4.6 Drop Outs
Total of 12 people, six from each group, dropped out from our study during the first week of exercise. Their characteristics were shown in Table9.
At the end of exercise, there was no statistically significant difference in any outcomes. The mean BBS score increased from 45.54 +- 8.67 at pre- to 48.620 +- 8.89 at post-exercise. The average change in the BBS scores was 3.08 points.
บทที่5
Discussion and Conclusion
The objective of this study was to compare the effects of two exercise programs on postural control in Thai elderly with fall risks. Our results did not indicate that adding eye-head coordination exercise significantly enhance function balance and other outcomes.
5.1 Functional Balance
5.1.1 Berg Balance Scale (BBS)
The results of this study showed that the mean BBS scores of both groups increased after the exercise. The mean BBC score increased 6.3 points in the control group and 5.3 point in the experimental group. These results suggested that both exercise programs could improve functional balance in elderly with fall risks. These changes in the average BBS score were clinically significant. These results agreed with previous study by Stevenson .He suggested that minimal change of 5 points on the total BBS score reflects the genuine change in function balance.
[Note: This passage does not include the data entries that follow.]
impl<S: DictionarySchema> DictionaryProperty<S> {
    pub fn new(schema: S) -> Self {
        Self {
            schema,
            entries: IndexMap::new(),
            removed: IndexMap::new(),
            state: Rc::new(DictionaryState {
                core: PropertyCore::default(),
                log: RefCell::new(ChangeLog {
                    added: Vec::new(),
                    modified: Vec::new(),
                }),
            }),
        }
    }

    pub fn len(&self) -> usize {
        self.entries.len()
    }

    pub fn is_empty(&self) -> bool {
        self.entries.is_empty()
    }

    pub fn contains_key(&self, key: &KeyOf<S>) -> bool {
        self.entries.contains_key(key)
    }

    pub fn get(&self, key: &KeyOf<S>) -> Option<&S::Entry> {
        self.entries.get(key)
    }

    /// Gives access to an entry for editing through its setters.
    pub fn entry_mut(&mut self, key: &KeyOf<S>) -> Option<&mut S::Entry> {
        self.entries.get_mut(key)
    }

    pub fn iter(&self) -> impl Iterator<Item = (&KeyOf<S>, &S::Entry)> {
        self.entries.iter()
    }

    pub fn keys(&self) -> impl Iterator<Item = &KeyOf<S>> {
        self.entries.keys()
    }

    /// Adds an entry under its key. Fails if the key is already present.
    pub fn add(&mut self, entry: S::Entry) -> Result<(), Error> {
        let key = entry.key().clone();
        if self.entries.contains_key(&key) {
            return Err(Error::DuplicateKey(format!("{key:?}")));
        }

        self.attach(&entry);
        self.entries.insert(key.clone(), entry);
        self.removed.shift_remove(&key);

        {
            let mut log = self.state.log.borrow_mut();
            if !log.added.contains(&key) {
                log.added.push(key);
            }
        }

        self.changed();
        Ok(())
    }

    /// Stores an entry under its key, replacing any entry already there.
    pub fn add_or_replace(&mut self, entry: S::Entry) -> Result<(), Error> {
        let key = entry.key().clone();
        let Some(existing) = self.entries.get_mut(&key) else {
            return self.add(entry);
        };

        existing.core().notifier().set_owner(None);
        *existing = entry;
        self.attach_key(&key);

        {
            let mut log = self.state.log.borrow_mut();
            if !log.added.contains(&key) && !log.modified.contains(&key) {
                log.modified.push(key);
            }
        }

        self.changed();
        Ok(())
    }

    /// Removes the entry under `key`, recording a delete for it. Returns
    /// whether the key was present.
    ///
    /// A delete is recorded even for an entry added since the last save,
    /// which the server treats as a no-op if the field was never set.
    pub fn remove(&mut self, key: &KeyOf<S>) -> bool {
        self.state.log.borrow_mut().forget(key);

        let Some(entry) = self.entries.shift_remove(key) else {
            return false;
        };

        entry.core().notifier().set_owner(None);
        self.removed.insert(key.clone(), entry);

        self.changed();
        true
    }

    pub fn added_keys(&self) -> Vec<KeyOf<S>> {
        self.state.log.borrow().added.clone()
    }

    pub fn modified_keys(&self) -> Vec<KeyOf<S>> {
        self.state.log.borrow().modified.clone()
    }

    pub fn removed_keys(&self) -> Vec<KeyOf<S>> {
        self.removed.keys().cloned().collect()
    }

    pub fn has_changes(&self) -> bool {
        let log = self.state.log.borrow();
        !(log.added.is_empty() && log.modified.is_empty() && self.removed.is_empty())
    }

    /// Writes one `SetField` operation per added entry, then per modified
    /// entry.
    pub fn write_set_update_to_xml<W: Write>(
        &self,
        writer: &mut EwsXmlWriter<W>,
        object: &ServiceObject,
        property: &PropertyDefinition,
    ) -> Result<(), Error> {
        let pending: Vec<_> = {
            let log = self.state.log.borrow();
            log.added.iter().chain(&log.modified).cloned().collect()
        };

        for key in pending {
            let Some(entry) = self.entries.get(&key) else {
                continue;
            };

            if entry.write_set_update_to_xml(writer, object, property)? {
                continue;
            }

            writer.write_start_element(XmlNamespace::Types, object.set_field_xml_element_name())?;
            self.write_uri_to_xml(writer, &key)?;
            writer.write_start_element(XmlNamespace::Types, object.xml_element_name())?;
            writer.write_start_element(self.namespace(), property.xml_element_name())?;
            entry.write_to_xml(writer, self.schema.entry_xml_element_name())?;
            writer.write_end_element()?;
            writer.write_end_element()?;
            writer.write_end_element()?;
        }

        Ok(())
    }

    /// Writes one `DeleteField` operation per removed entry.
    pub fn write_delete_update_to_xml<W: Write>(
        &self,
        writer: &mut EwsXmlWriter<W>,
        object: &ServiceObject,
    ) -> Result<(), Error> {
        for (key, entry) in &self.removed {
            if entry.write_delete_update_to_xml(writer, object)? {
                continue;
            }

            writer.write_start_element(
                XmlNamespace::Types,
                object.delete_field_xml_element_name(),
            )?;
            self.write_uri_to_xml(writer, key)?;
            writer.write_end_element()?;
        }

        Ok(())
    }

    /// Writes every pending change: sets first, then deletes.
    pub fn write_update_to_xml<W: Write>(
        &self,
        writer: &mut EwsXmlWriter<W>,
        object: &ServiceObject,
        property: &PropertyDefinition,
    ) -> Result<(), Error> {
        self.write_set_update_to_xml(writer, object, property)?;
        self.write_delete_update_to_xml(writer, object)
    }

    fn write_uri_to_xml<W: Write>(&self, writer: &mut EwsXmlWriter<W>, key: &KeyOf<S>) -> Result<(), Error> {
        write_indexed_field_uri(writer, self.schema.field_uri(), &key.to_xml_string()?)
    }

    fn attach(&self, entry: &S::Entry) {
        let link: Rc<dyn ChangeListener> = Rc::new(EntryLink {
            key: entry.key().clone(),
            dictionary: Rc::downgrade(&self.state),
        });
        entry.core().notifier().set_owner(Some(link));
    }

    fn attach_key(&self, key: &KeyOf<S>) {
        if let Some(entry) = self.entries.get(key) {
            self.attach(entry);
        }
    }

    fn load_entry(&mut self, reader: &mut EwsXmlReader<'_>) -> Result<(), Error> {
        let entry_name = self.schema.entry_xml_element_name();
        let key = reader
            .read_attribute_value::<KeyOf<S>>("Key")?
            .ok_or_else(|| Error::UnexpectedElement {
                expected: format!("`{entry_name}` with a `Key` attribute"),
                found: format!("`{entry_name}` without a key"),
            })?;

        let mut entry = self.schema.create_entry_instance(key);
        entry.load_from_xml(reader, entry_name)?;

        self.attach(&entry);
        self.entries.insert(entry.key().clone(), entry);

        Ok(())
    }
}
The mean BBC scores were not significantly different between groups at the end of the program. This could imply that adding eye-head coordination exercise did not significantly enhance the postural control in elderly with fall risks more than the general exercise and balance training did. The improvement in balance of elderly could be mainly attributed to the general exercise and balance training.
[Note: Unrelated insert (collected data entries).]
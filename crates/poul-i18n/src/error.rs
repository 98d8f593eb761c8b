//! Error types for catalog construction and resolution diagnostics

use poul_common::PoulError;
use thiserror::Error;

/// Errors raised while building a catalog or parsing a locale tag.
///
/// These only occur at startup. Resolution itself never returns an error;
/// see [`ResolveIssue`] for what it reports instead.
#[derive(Error, Debug)]
pub enum I18nError {
    /// Failed to parse a language identifier
    #[error("Invalid language identifier: {0}")]
    InvalidLocale(String),

    /// A catalog node is neither text nor a nested object
    #[error("Malformed catalog for locale {locale} at '{path}': {reason}")]
    MalformedCatalog {
        /// Locale whose document is malformed
        locale: String,
        /// Dot-path of the offending node, empty for the root
        path: String,
        /// What was wrong with it
        reason: String,
    },

    /// A catalog document is not valid JSON
    #[error("Failed to parse catalog for locale {locale}: {source}")]
    CatalogParse {
        /// Locale whose document failed to parse
        locale: String,
        /// Underlying JSON error
        #[source]
        source: serde_json::Error,
    },

    /// Failed to load a resource file or directory
    #[error("Failed to load resource file: {path}")]
    ResourceLoad {
        /// File or directory that could not be read
        path: String,
    },

    /// IO error occurred
    #[error("IO error: {0}")]
    Io(#[from] std::io::Error),
}

/// Result type for i18n operations
pub type I18nResult<T> = Result<T, I18nError>;

impl From<I18nError> for PoulError {
    fn from(err: I18nError) -> Self {
        let locale = match &err {
            I18nError::MalformedCatalog { locale, .. } | I18nError::CatalogParse { locale, .. } => {
                Some(locale.clone())
            }
            I18nError::InvalidLocale(tag) => Some(tag.clone()),
            I18nError::ResourceLoad { .. } | I18nError::Io(_) => None,
        };
        PoulError::localization_with_source("catalog initialization failed", locale, err)
    }
}

/// Something that went wrong while resolving a display string.
///
/// Issues are recovered locally: a missing locale, key or leaf echoes the
/// requested path, an unbound parameter leaves its token in place. They are
/// logged, never returned to the caller as errors.
#[derive(Error, Debug, Clone, PartialEq, Eq)]
pub enum ResolveIssue {
    /// The active locale has no catalog
    #[error("Locale '{locale}' not found while resolving '{path}'")]
    LocaleNotFound {
        /// Requested locale
        locale: String,
        /// Requested dot-path
        path: String,
    },

    /// A path segment does not exist at its depth
    #[error("Translation key not found: {path} (locale {locale}, missing segment '{segment}')")]
    KeyNotFound {
        /// Locale searched
        locale: String,
        /// Full requested dot-path
        path: String,
        /// First segment with no matching child
        segment: String,
    },

    /// The path names a group of messages, not displayable text
    #[error("Translation value is not a string: {path} (locale {locale})")]
    NotALeaf {
        /// Locale searched
        locale: String,
        /// Dot-path naming the group
        path: String,
    },

    /// A template token has no matching parameter
    #[error("Unbound parameter '{name}' in {path} (locale {locale})")]
    UnboundParameter {
        /// Locale of the template
        locale: String,
        /// Dot-path of the template
        path: String,
        /// Token name as written between the braces
        name: String,
    },
}

impl ResolveIssue {
    /// Short machine-readable name used as a log field
    pub fn kind(&self) -> &'static str {
        match self {
            Self::LocaleNotFound { .. } => "locale_not_found",
            Self::KeyNotFound { .. } => "key_not_found",
            Self::NotALeaf { .. } => "not_a_leaf",
            Self::UnboundParameter { .. } => "unbound_parameter",
        }
    }

    /// Whether this issue made the resolver fall back to echoing the path
    pub fn echoes_path(&self) -> bool {
        !matches!(self, Self::UnboundParameter { .. })
    }

    /// Locale the failing lookup ran against
    pub fn locale(&self) -> &str {
        match self {
            Self::LocaleNotFound { locale, .. }
            | Self::KeyNotFound { locale, .. }
            | Self::NotALeaf { locale, .. }
            | Self::UnboundParameter { locale, .. } => locale,
        }
    }

    /// Full dot-path that was requested
    pub fn path(&self) -> &str {
        match self {
            Self::LocaleNotFound { path, .. }
            | Self::KeyNotFound { path, .. }
            | Self::NotALeaf { path, .. }
            | Self::UnboundParameter { path, .. } => path,
        }
    }
}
Our general exercise and balance training program emphasized on self-perturbation on balance found in daily activities such as sit to stand, standing and walking. Eight training tasks were similar to BBS test. It was possible that elderly would score better on the BBS and gain more confidence in performing those tasks as the effect of practice. From our observation, subjects were able to properly adjust their base of support or shift weight for each activity better than before exercise. This implied that our subjects had increased their awareness of limits of stability. This reason agreed with Province and colleagues. They suggested that through balance training elderly may increase the awareness of limits of stability and, moreover, learn to voluntarily compensate for deficits though motor and sensory systems.
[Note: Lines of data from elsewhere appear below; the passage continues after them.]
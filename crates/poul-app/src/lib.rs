//! # Poul Le Fun application bootstrap
//!
//! Turns a loaded [`Config`] into an [`AppContext`]: logging installed, the
//! catalog built once, the locale state initialized and an [`I18nManager`]
//! ready to hand to UI collaborators.

#![warn(missing_docs)]
#![warn(clippy::all)]
#![warn(clippy::pedantic)]
#![warn(clippy::nursery)]
#![allow(clippy::module_name_repetitions)]

use anyhow::Context;
use poul_common::init_logging;
use poul_config::{Config, ConfigLoader};
use poul_i18n::{Catalog, CatalogAudit, I18nManager, LocaleState, SwitchPolicy};
use std::sync::Arc;
use tracing::{info, warn};

/// Everything a running frontend needs, built once at startup.
#[derive(Debug, Clone)]
pub struct AppContext {
    /// Validated configuration the context was built from
    pub config: Config,
    /// Shared display text facade
    pub i18n: I18nManager,
}

impl AppContext {
    /// Load configuration from the environment and build the context
    pub fn load() -> anyhow::Result<Self> {
        let config = ConfigLoader::load().context("Failed to load configuration")?;
        Self::init(config)
    }

    /// Install logging, then build the context.
    ///
    /// A subscriber that is already installed is kept; logging setup failing
    /// for that reason is not fatal.
    pub fn init(config: Config) -> anyhow::Result<Self> {
        if let Err(e) = init_logging(config.logging.to_logging_config()) {
            if e.category() == "io" {
                return Err(e).context("Failed to open log file");
            }
            warn!("Logging not reinitialized: {}", e);
        }

        info!("Starting Poul Le Fun");
        Self::from_config(config)
    }

    /// Build the context without touching the global subscriber
    pub fn from_config(config: Config) -> anyhow::Result<Self> {
        let catalog = match &config.i18n.catalog_dir {
            Some(dir) => Arc::new(
                Catalog::from_dir(dir)
                    .with_context(|| format!("Failed to load catalog from {}", dir.display()))?,
            ),
            None => Catalog::builtin(),
        };

        let audit = CatalogAudit::run(&catalog);
        for locale in audit.locales.iter().filter(|audit| !audit.is_consistent()) {
            warn!(
                locale = %locale.locale,
                missing = locale.missing.len(),
                not_a_leaf = locale.not_a_leaf.len(),
                placeholder_mismatches = locale.placeholder_mismatches.len(),
                "Catalog locale diverges from the others"
            );
        }

        let policy = SwitchPolicy::from_flag(config.i18n.allow_locale_switching);
        let state = LocaleState::from_setting(Some(&config.i18n.default_locale), policy);
        let i18n = I18nManager::new(catalog, Arc::new(state));

        Ok(Self { config, i18n })
    }
}

#[cfg(test)]
mod tests {
    use super::*;

    #[test]
    fn test_default_context() {
        let context = AppContext::from_config(Config::default()).unwrap();
        assert_eq!(context.i18n.language().as_str(), "fr");
        assert!(context.i18n.locale_state().is_locked());
        assert_eq!(context.i18n.t("nav.rankings"), "🏆 Classement");
    }

    #[test]
    fn test_switching_flag_reaches_state() {
        let mut config = Config::default();
        config.i18n.allow_locale_switching = true;
        let context = AppContext::from_config(config).unwrap();
        assert_eq!(context.i18n.locale_state().policy(), SwitchPolicy::Allowed);
    }

    #[test]
    fn test_missing_catalog_dir_fails() {
        let mut config = Config::default();
        config.i18n.catalog_dir = Some("/definitely/not/a/catalog/dir".into());
        let err = AppContext::from_config(config).unwrap_err();
        assert!(err.to_string().contains("Failed to load catalog"));
    }
}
Another reason could be that our inclusion was not sensitive enough to detect fall-prone elderly who had balance deficits. We recruited subjects that has more than 3 fall risk factors and/or scored less than 45 on task completion score of FEMBAF. The average task completion score was 44 and average risk factor was 9.1.Eight subject had scored over 45 on task completion but had over 3 fall risk factors. As four fall risk factors in FEMBAF did not directly relate to postural control some elder may not have balance problem. This explained why some subjects scored quite high on the BBS. The BBS score itself has the ceiling effect as well. Thais led to small room of improvement. Therefore, for future study it will be better to recruit participants who have the total BBS score less than 45.